Method	Modality	Training Hours	Languages	Ara	Deu	Ell	Spa	Fra	Ita	Por	Rus	Eng	Avg (w/ Eng)
AV-HuBERT	AVSR	1759h	9	89.4	52.0	46.2	17.4	20.3	20.8	22.1	44.7	1.7	35.0
XLAVS-R 2B	AVSR	437Kh	9	79.3	44.4	19.0	9.1	12.3	10.6	11.2	25.0	1.7	23.6
MMS Zero-shot	ASR	476Kh	1078+	84.9	31.5	47.9	17.7	33.6	19.0	35.5	42.8	35.7	38.9
Cascaded Zero-AVSR	AVSR	2916h	82+	82.1	29.3	47.2	16.3	28.9	21.6	20.2	42.9	2.9	30.2
Zero-AVSR	AVSR	2916h	82+	81.4	27.8	38.4	13.1	14.3	15.9	15.4	32.6	1.5	25.2

Ablation Study¶

Effectiveness of MARC Dataset (Cascaded Zero-AVSR; target unseen language: Rus):

Training Data	# Training Languages	Training Hours	Zero-shot CER↓	Avg CER↓
MuAViC	8	745h	62.3	48.3
+MARC (8 langs)	8	1944h	61.0	28.3
+MARC (40 langs)	40	2418h	49.5	25.1
+MARC (81 langs)	81	2793h	40.0	21.9

Effect of Different LLMs on Cascaded Zero-AVSR:

LLM	Avg CER↓
Llama3.2-3B	35.7
Mistral-7B	29.6
Llama3.1-8B	27.3
Llama3.1-70B	21.3
GPT-4o-mini	19.5

Key Findings¶

Zero-AVSR achieves an average WER of 25.2% using only 2,916 hours of audio-visual data, comparable to XLAVS-R 2B (23.6%) trained on 436K hours of audio data.
Increasing language diversity (8 → 81 languages) substantially improves zero-shot performance, reducing the zero-shot CER on Russian from 62.3% to 40.0%.
Data from linguistically related languages provides greater benefit for zero-shot performance, validating linguistic priors.
Larger LLMs yield better decoding performance in the Cascaded setting.

Highlights & Insights¶

Romanization as a language-agnostic representation: Compared to phonemes, Roman text is simpler and LLMs inherently possess the ability to perform the conversion.
Practicality of the Cascaded approach: No LLM fine-tuning is required, enabling direct use of closed-source API-based models.
Scaling effect of data volume and language diversity: More languages and more data significantly enhance zero-shot capability.
LLM as a universal de-romanizer: This eliminates the need to train separate language models for each target language.

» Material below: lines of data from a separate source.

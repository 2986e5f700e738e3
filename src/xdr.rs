//! Big-endian, 4-byte aligned encoding of the StdHep building blocks
use std::io::{self, Read, Write};

use byteorder::{BigEndian, ReadBytesExt, WriteBytesExt};

const ALIGN: usize = 4;

fn padding(len: usize) -> usize {
    (ALIGN - len % ALIGN) % ALIGN
}

pub(crate) fn write_i32<W: Write>(w: &mut W, value: i32) -> io::Result<()> {
    w.write_i32::<BigEndian>(value)
}

pub(crate) fn write_len<W: Write>(w: &mut W, len: usize) -> io::Result<()> {
    let len = u32::try_from(len)
        .map_err(|_| io::Error::new(io::ErrorKind::InvalidInput, "array too long"))?;
    w.write_u32::<BigEndian>(len)
}

pub(crate) fn write_string<W: Write>(w: &mut W, s: &str) -> io::Result<()> {
    write_len(w, s.len())?;
    w.write_all(s.as_bytes())?;
    w.write_all(&[0; ALIGN][..padding(s.len())])
}

pub(crate) fn write_i32_array<W: Write>(w: &mut W, values: &[i32]) -> io::Result<()> {
    write_len(w, values.len())?;
    values.iter().try_for_each(|&v| w.write_i32::<BigEndian>(v))
}

pub(crate) fn write_f64_array<W: Write>(w: &mut W, values: &[f64]) -> io::Result<()> {
    write_len(w, values.len())?;
    values.iter().try_for_each(|&v| w.write_f64::<BigEndian>(v))
}

pub(crate) fn read_i32<R: Read>(r: &mut R) -> io::Result<i32> {
    r.read_i32::<BigEndian>()
}

fn read_len<R: Read>(r: &mut R) -> io::Result<usize> {
    Ok(r.read_u32::<BigEndian>()? as usize)
}

pub(crate) fn read_string<R: Read>(r: &mut R) -> io::Result<String> {
    let len = read_len(r)?;
    let mut buf = vec![0; len + padding(len)];
    r.read_exact(&mut buf)?;
    buf.truncate(len);
    String::from_utf8(buf).map_err(|err| io::Error::new(io::ErrorKind::InvalidData, err))
}

pub(crate) fn read_i32_array<R: Read>(r: &mut R) -> io::Result<Vec<i32>> {
    let len = read_len(r)?;
    (0..len).map(|_| r.read_i32::<BigEndian>()).collect()
}

pub(crate) fn read_f64_array<R: Read>(r: &mut R) -> io::Result<Vec<f64>> {
    let len = read_len(r)?;
    (0..len).map(|_| r.read_f64::<BigEndian>()).collect()
}
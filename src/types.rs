// Scalar types shared by every component

/// Token amount in base units (18 decimals)
pub type Amount = u128;

/// Seconds, supplied by the caller; the core never reads a clock
pub type Timestamp = u64;

/// Ledger snapshot identifier; 0 means "no snapshot taken yet"
pub type SnapshotId = u64;

/// Number of token decimals
pub const DECIMALS: u8 = 18;

/// One whole token in base units
pub const TOKEN_UNIT: Amount = 1_000_000_000_000_000_000;
// Storage module - PERSISTENCE
// Handles persistent key-value storage using sled

mod store;

pub use store::{ProtocolStore, StorageStats, StoreError};
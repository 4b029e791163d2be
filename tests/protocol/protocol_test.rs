// Protocol Tests
// The three components wired together, driven end to end

use delphi::identity::{AccountId, QuestionId};
use delphi::ledger::Role;
use delphi::oracle::{OracleConfig, Outcome, ResolutionState};
use delphi::{Amount, ErrorKind, Event, Protocol, ProtocolConfig, Timestamp, TOKEN_UNIT};
use tracing_subscriber::EnvFilter;

const START: Timestamp = 1_700_000_000;
const FUNDING: Amount = 5_000 * TOKEN_UNIT;

fn init_tracing() {
    let _ = tracing_subscriber::fmt()
        .with_env_filter(EnvFilter::from_default_env())
        .with_test_writer()
        .try_init();
}

fn owner() -> AccountId {
    AccountId::from_label("owner")
}

fn minter() -> AccountId {
    AccountId::from_label("minter")
}

fn alice() -> AccountId {
    AccountId::from_label("alice")
}

fn bob() -> AccountId {
    AccountId::from_label("bob")
}

fn carol() -> AccountId {
    AccountId::from_label("carol")
}

fn question() -> QuestionId {
    QuestionId::from_text("Will the referendum pass?")
}

/// Protocol with a minter and three funded participants
fn funded_protocol() -> Protocol {
    init_tracing();
    let mut protocol = Protocol::new(ProtocolConfig::new(owner())).unwrap();
    protocol
        .add_member(&owner(), START, Role::Minter, minter())
        .unwrap();
    for account in [alice(), bob(), carol()] {
        protocol.mint(&minter(), START, account, FUNDING).unwrap();
    }
    protocol.poll_events();
    protocol
}

fn stake(protocol: &mut Protocol, account: AccountId, amount: Amount) {
    let custody = *protocol.arbiter().custody_account();
    protocol.approve(&account, START, custody, amount).unwrap();
    protocol.stake(&account, START, amount).unwrap();
}

// ============================================================================
// GENESIS
// ============================================================================

#[test]
fn test_genesis_wiring() {
    let protocol = Protocol::new(ProtocolConfig::new(owner())).unwrap();
    let config = ProtocolConfig::default();

    assert_eq!(protocol.ledger().get_member(Role::Owner).unwrap(), owner());
    assert_eq!(protocol.oracle().escrow_account(), &config.oracle_account);
    assert_eq!(protocol.oracle().arbiter(), &config.arbiter_account);
    assert_eq!(protocol.arbiter().custody_account(), &config.arbiter_account);
    assert_eq!(protocol.arbiter().oracle(), &config.oracle_account);
    assert_eq!(protocol.ledger().total_supply(), 0);
    assert!(protocol.conservation_holds());
}

#[test]
fn test_invalid_config_rejected() {
    let shared = AccountId::from_label("shared");
    let same_accounts = ProtocolConfig::new(owner())
        .with_oracle_account(shared)
        .with_arbiter_account(shared);
    let owner_is_component = ProtocolConfig::new(shared).with_oracle_account(shared);
    let no_voting = ProtocolConfig::new(owner()).with_voting_period_seconds(0);
    let no_window = ProtocolConfig::new(owner())
        .with_oracle(OracleConfig::default().with_dispute_window_seconds(0));

    for config in [same_accounts, owner_is_component, no_voting, no_window] {
        let err = Protocol::new(config).unwrap_err();
        assert_eq!(err.kind(), ErrorKind::InvalidConfig);
    }
}

// ============================================================================
// UNDISPUTED LIFECYCLE
// ============================================================================

#[test]
fn test_undisputed_question_finalizes() {
    let mut protocol = funded_protocol();
    let bond = protocol.oracle().proposal_bond();
    let window = protocol.oracle().config().dispute_window_seconds;

    protocol
        .propose_outcome(&alice(), START, question(), Outcome::Yes, bond)
        .unwrap();
    assert!(protocol.conservation_holds());

    let err = protocol
        .finalize_outcome(&bob(), START + window, question())
        .unwrap_err();
    assert_eq!(err.kind(), ErrorKind::InvalidState);

    let outcome = protocol
        .finalize_outcome(&bob(), START + window + 1, question())
        .unwrap();

    assert_eq!(outcome, Outcome::Yes);
    assert_eq!(protocol.get_outcome(&question()).unwrap(), Outcome::Yes);
    assert_eq!(protocol.ledger().balance_of(&alice()), FUNDING);
    assert!(protocol.conservation_holds());

    let names: Vec<_> = protocol.poll_events().iter().map(Event::name).collect();
    assert_eq!(
        names,
        vec!["Transfer", "QuestionProposed", "Transfer", "QuestionResolved"]
    );
}

#[test]
fn test_get_outcome_unresolved_fails() {
    let protocol = funded_protocol();

    let err = protocol.get_outcome(&question()).unwrap_err();

    assert_eq!(err.kind(), ErrorKind::NotResolved);
}

// ============================================================================
// DISPUTED LIFECYCLE
// ============================================================================

#[test]
fn test_disputed_question_resolved_by_vote() {
    let mut protocol = funded_protocol();
    stake(&mut protocol, alice(), 1000 * TOKEN_UNIT);
    stake(&mut protocol, bob(), 1100 * TOKEN_UNIT);
    stake(&mut protocol, carol(), 300 * TOKEN_UNIT);
    protocol.poll_events();

    let proposal_bond = protocol.oracle().proposal_bond();
    let dispute_bond = protocol.oracle().dispute_bond();

    protocol
        .propose_outcome(&alice(), START, question(), Outcome::No, proposal_bond)
        .unwrap();
    let deadline = protocol
        .dispute_outcome(&bob(), START + 60, question(), dispute_bond)
        .unwrap();
    assert_eq!(protocol.oracle().state(&question()), ResolutionState::Disputed);
    assert!(protocol.conservation_holds());

    protocol
        .vote(&alice(), START + 120, question(), Outcome::Yes)
        .unwrap();
    protocol
        .vote(&bob(), START + 180, question(), Outcome::No)
        .unwrap();
    protocol
        .vote(&carol(), START + 240, question(), Outcome::Yes)
        .unwrap();

    let err = protocol
        .tally_and_resolve(&carol(), deadline, question())
        .unwrap_err();
    assert_eq!(err.kind(), ErrorKind::InvalidState);

    let winner = protocol
        .tally_and_resolve(&carol(), deadline + 1, question())
        .unwrap();

    assert_eq!(winner, Outcome::Yes);
    assert_eq!(protocol.get_outcome(&question()).unwrap(), Outcome::Yes);

    // NO was proposed, YES won: the disputer takes both bonds
    let staked_alice = 1000 * TOKEN_UNIT;
    let staked_bob = 1100 * TOKEN_UNIT;
    assert_eq!(
        protocol.ledger().balance_of(&alice()),
        FUNDING - staked_alice - proposal_bond
    );
    assert_eq!(
        protocol.ledger().balance_of(&bob()),
        FUNDING - staked_bob + proposal_bond
    );
    assert_eq!(protocol.oracle().escrowed_total(), 0);
    assert!(protocol.conservation_holds());

    let events = protocol.poll_events();
    assert!(events.contains(&Event::DisputeCreated {
        question_id: question(),
        deadline
    }));
    assert!(events.contains(&Event::DisputeResolved {
        question_id: question(),
        winning_outcome: Outcome::Yes
    }));
    assert_eq!(
        events.last(),
        Some(&Event::QuestionResolved {
            question_id: question(),
            final_outcome: Outcome::Yes
        })
    );
}

#[test]
fn test_direct_resolve_only_from_arbiter() {
    let mut protocol = funded_protocol();
    let proposal_bond = protocol.oracle().proposal_bond();
    let dispute_bond = protocol.oracle().dispute_bond();
    protocol
        .propose_outcome(&alice(), START, question(), Outcome::Yes, proposal_bond)
        .unwrap();
    protocol
        .dispute_outcome(&bob(), START + 1, question(), dispute_bond)
        .unwrap();

    let err = protocol
        .resolve(&alice(), START + 2, question(), Outcome::Yes)
        .unwrap_err();

    assert_eq!(err.kind(), ErrorKind::Unauthorized);
    assert_eq!(protocol.oracle().state(&question()), ResolutionState::Disputed);
}

#[test]
fn test_direct_create_dispute_only_from_oracle() {
    let mut protocol = funded_protocol();

    let err = protocol
        .create_dispute(&alice(), START, question())
        .unwrap_err();

    assert_eq!(err.kind(), ErrorKind::Unauthorized);
    assert!(protocol.arbiter().dispute(&question()).is_none());
}

#[test]
fn test_arbiter_handover_through_protocol() {
    let mut protocol = funded_protocol();
    let arbiter = *protocol.oracle().arbiter();
    let successor = AccountId::from_label("council");

    protocol
        .set_arbiter(&arbiter, START, successor)
        .unwrap();
    assert_eq!(protocol.oracle().arbiter(), &successor);

    let proposal_bond = protocol.oracle().proposal_bond();
    let dispute_bond = protocol.oracle().dispute_bond();
    protocol
        .propose_outcome(&alice(), START, question(), Outcome::Yes, proposal_bond)
        .unwrap();
    let deadline = protocol
        .dispute_outcome(&bob(), START + 1, question(), dispute_bond)
        .unwrap();

    // The DAO no longer holds the capability, so its verdict cannot land
    let err = protocol
        .tally_and_resolve(&carol(), deadline + 1, question())
        .unwrap_err();
    assert_eq!(err.kind(), ErrorKind::Unauthorized);

    protocol
        .resolve(&successor, deadline + 1, question(), Outcome::Split)
        .unwrap();
    assert_eq!(protocol.get_outcome(&question()).unwrap(), Outcome::Split);
    assert_eq!(protocol.ledger().balance_of(&alice()), FUNDING);
    assert_eq!(protocol.ledger().balance_of(&bob()), FUNDING);
    assert!(protocol.conservation_holds());
}

// ============================================================================
// LEDGER THROUGH THE PROTOCOL
// ============================================================================

#[test]
fn test_snapshot_scenario() {
    let mut protocol = funded_protocol();
    let dave = AccountId::from_label("dave");
    let erin = AccountId::from_label("erin");

    protocol.mint(&minter(), START, dave, 1000).unwrap();
    protocol.transfer(&dave, START, erin, 100).unwrap();
    let id = protocol.snapshot(&erin, START).unwrap();
    protocol.transfer(&dave, START, erin, 100).unwrap();

    assert_eq!(id, 1);
    assert_eq!(protocol.ledger().balance_of_at(&dave, 1).unwrap(), 900);
    assert_eq!(protocol.ledger().balance_of_at(&erin, 1).unwrap(), 100);
    assert_eq!(protocol.ledger().balance_of(&dave), 800);
    assert_eq!(protocol.ledger().balance_of(&erin), 200);
}

#[test]
fn test_burner_and_transfer_from_through_protocol() {
    let mut protocol = funded_protocol();
    protocol
        .add_member(&owner(), START, Role::Burner, alice())
        .unwrap();
    protocol.burn(&alice(), START, 1000 * TOKEN_UNIT).unwrap();
    assert_eq!(protocol.ledger().total_supply(), 3 * FUNDING - 1000 * TOKEN_UNIT);

    protocol.approve(&bob(), START, carol(), 10).unwrap();
    protocol
        .transfer_from(&carol(), START, bob(), alice(), 10)
        .unwrap();
    assert_eq!(protocol.ledger().allowance(&bob(), &carol()), 0);

    protocol
        .remove_member(&owner(), START, Role::Burner, alice())
        .unwrap();
    let err = protocol.burn(&alice(), START, 1).unwrap_err();
    assert_eq!(err.kind(), ErrorKind::Unauthorized);

    protocol
        .reset_member(&owner(), START, Role::Owner, carol())
        .unwrap();
    assert_eq!(protocol.ledger().get_member(Role::Owner).unwrap(), carol());
    assert!(protocol.conservation_holds());
}

#[test]
fn test_unstake_through_protocol() {
    let mut protocol = funded_protocol();
    stake(&mut protocol, alice(), 100);

    protocol.unstake(&alice(), START, 40).unwrap();

    assert_eq!(protocol.arbiter().staked_balance(&alice()), 60);
    assert!(protocol.conservation_holds());

    let err = protocol.unstake(&alice(), START, 61).unwrap_err();
    assert_eq!(err.kind(), ErrorKind::InsufficientStake);
}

Limitations & Future Work¶

Zero-shot performance still lags behind supervised methods, particularly for languages with highly divergent writing systems such as Arabic.
The Unified Zero-AVSR employs the relatively small Llama3.2-3B; larger models may yield further improvements.
Romanization is not a fully invertible transformation, introducing some information loss.
Coverage of 82 languages remains incomplete with respect to all world languages, especially low-resource ones.

AV-HuBERT: Foundational architecture for self-supervised audio-visual pre-training.
MMS Zero-shot: A pioneer in zero-shot speech recognition in the audio domain.
XLAVS-R: Multilingual audio-visual self-supervised learning.
Inspiration: The romanization + LLM paradigm is potentially generalizable to other multilingual tasks.

Rating¶

Novelty: ⭐⭐⭐⭐ First zero-shot AVSR framework; the romanization + LLM design is highly original.
Experimental Thoroughness: ⭐⭐⭐⭐⭐ 12 ablation experiments, comprehensive evaluation across 8 languages, and comparisons with multiple LLMs.
Writing Quality: ⭐⭐⭐⭐ Clear structure with well-motivated problem formulation.
Value: ⭐⭐⭐⭐ Contributions in both methodology and dataset for multilingual audio-visual recognition across 82 languages.